Segment Start: Data to use

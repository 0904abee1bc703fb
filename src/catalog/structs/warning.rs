#[derive(Debug, Clone, PartialEq, Eq)]
pub struct Warning {
    pub module: String,
    pub message: String,
}
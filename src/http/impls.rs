/// Per-connection request handling.
pub mod doc_handler;

/// Routing and page assembly.
pub mod doc_server;

/// Response constructors and conversion into hyper responses.
pub mod http_response;

/// Replays a buffered request head in front of the connection.
pub mod replay_stream;

/// Status mapping for refused requests.
pub mod request_error;

/// Path to route resolution.
pub mod route;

Segment End: Data to use

◆ Exercise
Output the listing exactly. Leave no line out.

◆ Your response
repository 0904abee1bc703fb
filename src/catalog/structs/warning.rs
#[derive(Debug, Clone, PartialEq, Eq)]
pub struct Warning {
    pub module: String,
    pub message: String,
}
filename src/http/impls.rs
/// Per-connection request handling.
pub mod doc_handler;

/// Routing and page assembly.
pub mod doc_server;

/// Response constructors and conversion into hyper responses.
pub mod http_response;

/// Replays a buffered request head in front of the connection.
pub mod replay_stream;

/// Status mapping for refused requests.
pub mod request_error;

/// Path to route resolution.
pub mod route;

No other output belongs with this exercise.